Глядя в окно, Иэн рассматривал площадь Колумба с его автобусами, сигналящими такси и снующими туда-сюда пешеходами. В его глазах читались замешательство и неодобрение.
– И почему столько народу так стремится здесь жить?
Я сделала жест в сторону панорамного окна, в котором виднелось переплетение дорожек, заснеженные холмики и искрящиеся льдом ветви деревьев раскинувшегося через дорогу Центрального парка.
– Разве это не очевидно?
Подумав, Иэн произнес:
– Ну, на самом деле нет. Мне доводилось видеть парки и раньше. Деревья и скамейки есть в каждом из них. И это не отменяет того факта, что я, сняв номер люкс, получил комнатенку размером с коробку для обуви. Пока что этот город напоминает мне Лондон, а Лондон мне не особо по душе. Разве тебе не хотелось бы вместо этого жить в каком-нибудь красивом, мирном и безопасном месте? Где будут простор, деревья и уединение?
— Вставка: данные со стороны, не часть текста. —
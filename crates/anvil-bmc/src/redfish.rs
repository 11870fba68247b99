//! Redfish adapter (Dell iDRAC resource layout).
//!
//! HTTPS JSON REST with basic authentication. BMCs in the field almost
//! always present self-signed certificates, so certificate verification
//! is opt-out via [`RedfishConfig::with_insecure`].

use async_trait::async_trait;
use reqwest::StatusCode;
use serde_json::{json, Value};
use std::time::Duration;
use tracing::{debug, warn};

use crate::adapter::VendorAdapter;
use crate::error::{BmcError, Result};
use crate::types::{BootMode, PowerState, ResetKind};

const SYSTEM_PATH: &str = "/redfish/v1/Systems/System.Embedded.1";
const VIRTUAL_CD_PATH: &str = "/redfish/v1/Managers/iDRAC.Embedded.1/VirtualMedia/CD";

const REQUEST_TIMEOUT: Duration = Duration::from_secs(30);

/// Redfish connection configuration
#[derive(Debug, Clone)]
pub struct RedfishConfig {
    /// Base URL (e.g. https://10.0.0.10)
    pub base_url: String,
    pub username: String,
    pub password: String,
    /// Skip TLS verification (self-signed BMC certs)
    pub insecure: bool,
}

impl RedfishConfig {
    pub fn new(
        base_url: impl Into<String>,
        username: impl Into<String>,
        password: impl Into<String>,
    ) -> Self {
        Self {
            base_url: base_url.into(),
            username: username.into(),
            password: password.into(),
            insecure: false,
        }
    }

    /// Allow insecure TLS (self-signed certs)
    pub fn with_insecure(mut self, insecure: bool) -> Self {
        self.insecure = insecure;
        self
    }
}

/// Redfish REST adapter
#[derive(Debug)]
pub struct RedfishAdapter {
    config: RedfishConfig,
    client: reqwest::Client,
}

impl RedfishAdapter {
    pub fn new(config: RedfishConfig) -> Result<Self> {
        if config.base_url.is_empty() {
            return Err(BmcError::InvalidConfig("empty base URL".into()));
        }
        let client = reqwest::Client::builder()
            .danger_accept_invalid_certs(config.insecure)
            .timeout(REQUEST_TIMEOUT)
            .build()
            .map_err(|e| BmcError::InvalidConfig(e.to_string()))?;
        Ok(Self { config, client })
    }

    fn url(&self, path: &str) -> String {
        format!("{}{}", self.config.base_url.trim_end_matches('/'), path)
    }

    async fn get_json(&self, path: &str) -> Result<Value> {
        let response = self
            .client
            .get(self.url(path))
            .basic_auth(&self.config.username, Some(&self.config.password))
            .send()
            .await?;

        let status = response.status();
        let body = response.text().await?;
        if !status.is_success() {
            return Err(classify_http(status, &body));
        }
        serde_json::from_str(&body)
            .map_err(|e| BmcError::Transport(format!("malformed redfish response: {}", e)))
    }

    async fn post_json(&self, path: &str, body: Value) -> Result<()> {
        let response = self
            .client
            .post(self.url(path))
            .basic_auth(&self.config.username, Some(&self.config.password))
            .json(&body)
            .send()
            .await?;
        check_status(response).await
    }

    async fn patch_json(&self, path: &str, body: Value) -> Result<()> {
        let response = self
            .client
            .patch(self.url(path))
            .basic_auth(&self.config.username, Some(&self.config.password))
            .json(&body)
            .send()
            .await?;
        check_status(response).await
    }

    async fn virtual_cd_inserted(&self) -> Result<bool> {
        let media = self.get_json(VIRTUAL_CD_PATH).await?;
        Ok(media["Inserted"].as_bool().unwrap_or(false))
    }
}

async fn check_status(response: reqwest::Response) -> Result<()> {
    let status = response.status();
    if status.is_success() {
        return Ok(());
    }
    let body = response.text().await.unwrap_or_default();
    Err(classify_http(status, &body))
}

/// Map an HTTP failure onto the Transport/Rejected taxonomy.
///
/// Auth failures count as transport: the request never reached the
/// subsystem it was aimed at, and credentials problems are operator
/// input problems, not BMC refusals of the operation itself.
fn classify_http(status: StatusCode, body: &str) -> BmcError {
    let detail = extract_message(body).unwrap_or_else(|| truncate(body, 200));
    let msg = format!("HTTP {}: {}", status.as_u16(), detail);

    match status {
        StatusCode::UNAUTHORIZED | StatusCode::FORBIDDEN => BmcError::Transport(msg),
        StatusCode::REQUEST_TIMEOUT | StatusCode::TOO_MANY_REQUESTS => BmcError::Transport(msg),
        s if s.is_server_error() => BmcError::Transport(msg),
        s if s.is_client_error() => BmcError::Rejected(msg),
        _ => BmcError::Transport(msg),
    }
}

/// Pull the human-readable message out of a Redfish error document.
fn extract_message(body: &str) -> Option<String> {
    let value: Value = serde_json::from_str(body).ok()?;
    let info = value["error"]["@Message.ExtendedInfo"].as_array()?;
    let message = info.first()?["Message"].as_str()?;
    Some(message.to_string())
}

fn truncate(s: &str, max: usize) -> String {
    if s.len() <= max {
        return s.to_string();
    }
    // Back off to a char boundary; slicing mid-character panics.
    let mut end = max;
    while !s.is_char_boundary(end) {
        end -= 1;
    }
    format!("{}...", &s[..end])
}

#[async_trait]
impl VendorAdapter for RedfishAdapter {
    fn vendor_name(&self) -> &'static str {
        "redfish"
    }

    async fn eject_media(&self) -> Result<()> {
        // Ejecting an empty drive is a 400 on most firmware; check first
        // so eject stays idempotent.
        if !self.virtual_cd_inserted().await? {
            debug!(bmc = %self.config.base_url, "virtual media already empty");
            return Ok(());
        }
        self.post_json(
            &format!("{}/Actions/VirtualMedia.EjectMedia", VIRTUAL_CD_PATH),
            json!({}),
        )
        .await
    }

    async fn insert_media(&self, image_uri: &str, write_protected: bool) -> Result<()> {
        debug!(bmc = %self.config.base_url, image = %image_uri, "inserting virtual media");
        self.post_json(
            &format!("{}/Actions/VirtualMedia.InsertMedia", VIRTUAL_CD_PATH),
            json!({
                "Image": image_uri,
                "Inserted": true,
                "WriteProtected": write_protected,
            }),
        )
        .await
    }

    async fn set_one_time_boot(&self, mode: BootMode) -> Result<()> {
        let override_mode = match mode {
            BootMode::Uefi => "UEFI",
            BootMode::Legacy => "Legacy",
        };
        self.patch_json(
            SYSTEM_PATH,
            json!({
                "Boot": {
                    "BootSourceOverrideEnabled": "Once",
                    "BootSourceOverrideTarget": "Cd",
                    "BootSourceOverrideMode": override_mode,
                }
            }),
        )
        .await
    }

    async fn reset(&self, kind: ResetKind) -> Result<()> {
        let reset_type = match kind {
            ResetKind::ForceRestart => "ForceRestart",
            ResetKind::PowerOn => "On",
        };
        self.post_json(
            &format!("{}/Actions/ComputerSystem.Reset", SYSTEM_PATH),
            json!({ "ResetType": reset_type }),
        )
        .await
    }

    async fn power_state(&self) -> Result<PowerState> {
        let system = self.get_json(SYSTEM_PATH).await?;
        let state = match system["PowerState"].as_str() {
            Some("On") => PowerState::On,
            Some("Off") => PowerState::Off,
            other => {
                warn!(state = ?other, "unrecognized redfish power state");
                PowerState::Unknown
            }
        };
        Ok(state)
    }

    async fn media_attached(&self) -> Result<bool> {
        self.virtual_cd_inserted().await
    }
}

#[cfg(test)]
mod tests {
    use super::*;

    fn test_config() -> RedfishConfig {
        RedfishConfig::new("https://bmc.local", "root", "calvin")
    }

    #[test]
    fn test_adapter_creation() {
        let adapter = RedfishAdapter::new(test_config()).unwrap();
        assert_eq!(adapter.vendor_name(), "redfish");
    }

    #[test]
    fn test_empty_base_url_rejected() {
        let result = RedfishAdapter::new(RedfishConfig::new("", "root", "calvin"));
        assert!(matches!(result, Err(BmcError::InvalidConfig(_))));
    }

    #[test]
    fn test_url_join_strips_trailing_slash() {
        let adapter =
            RedfishAdapter::new(RedfishConfig::new("https://bmc.local/", "root", "calvin"))
                .unwrap();
        assert_eq!(
            adapter.url(SYSTEM_PATH),
            "https://bmc.local/redfish/v1/Systems/System.Embedded.1"
        );
    }

    #[test]
    fn test_classify_auth_is_transport() {
        let err = classify_http(StatusCode::UNAUTHORIZED, "");
        assert!(err.is_retryable());
    }

    #[test]
    fn test_classify_server_error_is_transport() {
        let err = classify_http(StatusCode::INTERNAL_SERVER_ERROR, "");
        assert!(err.is_retryable());
    }

    #[test]
    fn test_classify_client_error_is_rejected() {
        let err = classify_http(StatusCode::BAD_REQUEST, "");
        assert!(matches!(err, BmcError::Rejected(_)));
    }

    #[test]
    fn test_extract_redfish_message() {
        let body = r#"{"error":{"@Message.ExtendedInfo":[{"Message":"Virtual Media is detached or unlicensed."}]}}"#;
        assert_eq!(
            extract_message(body).as_deref(),
            Some("Virtual Media is detached or unlicensed.")
        );

        let err = classify_http(StatusCode::BAD_REQUEST, body);
        assert!(err.to_string().contains("detached or unlicensed"));
    }

    #[test]
    fn test_truncate_respects_char_boundaries() {
        // A multi-byte character straddling the cut must not panic.
        let body = format!("{}é and more", "x".repeat(199));
        let out = truncate(&body, 200);
        assert!(out.ends_with("..."));
        assert!(out.len() <= 204);

        assert_eq!(truncate("short", 200), "short");
    }

    #[test]
    fn test_classify_long_non_redfish_body() {
        // Gateways in front of a BMC return HTML error pages, not Redfish
        // documents; classification must still produce a clean error.
        let body = format!("<html>{}é</html>{}", "x".repeat(193), "y".repeat(500));
        let err = classify_http(StatusCode::BAD_GATEWAY, &body);
        assert!(err.is_retryable());
        assert!(err.to_string().contains("HTTP 502"));
    }

    #[test]
    fn test_extract_message_malformed_body() {
        assert_eq!(extract_message("not json"), None);
        assert_eq!(extract_message(r#"{"error":{}}"#), None);
    }

    #[test]
    fn test_insecure_config() {
        let config = test_config().with_insecure(true);
        assert!(config.insecure);
        RedfishAdapter::new(config).unwrap();
    }
}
– Я выросла именно в таком месте.
Глядя себе на руки, я еле сдерживалась, чтобы не начать чистить свои ногти.
Коснувшись моего подбородка, Иэн приподнял мою голову.
– С тобой все в порядке?
– Да. Наверное.
– Не хочешь шампанского?
– Было бы неплохо. Мы ведь празднуем, да?
– Празднуем, – подтвердил Иэн, хотя на его лице не было ни намека на веселье.
Наклонившись через стойку, он тихо заговорил с официанткой. Лучезарно улыбнувшись, официантка кивнула.
– Разумеется, сэр. Я вернусь с бутылкой «Кристалла».
С любопытством взглянув на меня, она едва заметно подмигнула, словно бы говоря «так держать».
– Ты что, с ума сошел? – воскликнула я. – Эта бутылка такая же дорогущая, как и номер, на который ты только что жаловался.
– На самом деле и близко нет.
– Это – двухнедельная плата за аренду жилья.
– Ничего себе! Что ж, слава богу, что я не пью шампанское.
– Что значит не пьешь шампанское?
– Не пью. Не люблю шампанское. Я заказал себе водку с апельсиновым соком.
– Значит, мне предстоит в первый раз попробовать «Кристалл», в смысле выпить всю бутылку, в одиночку?
– Я так давно хотел купить тебе что-то, что доставило бы тебе удовольствие, и теперь у меня появилась такая возможность. Ты огорчена?
Он улыбнулся, тем не менее его вопрос заставил меня почувствовать неприятный укол.
– Нет. Я рада.
– Тогда в чем дело? – спросил Иэн, на этот раз уже не улыбаясь.
– Ни в чем.
Наши взгляды встретились.
– Ты выглядишь сердитым. Тебе не нравится твоя комната, не нравится Нью-Йорк, да и я тебя, похоже, не радую.
Бормоча извинения, официантка неуклюже поставила на стол его «отвертку» и мою бутылку шампанского за четыреста долларов.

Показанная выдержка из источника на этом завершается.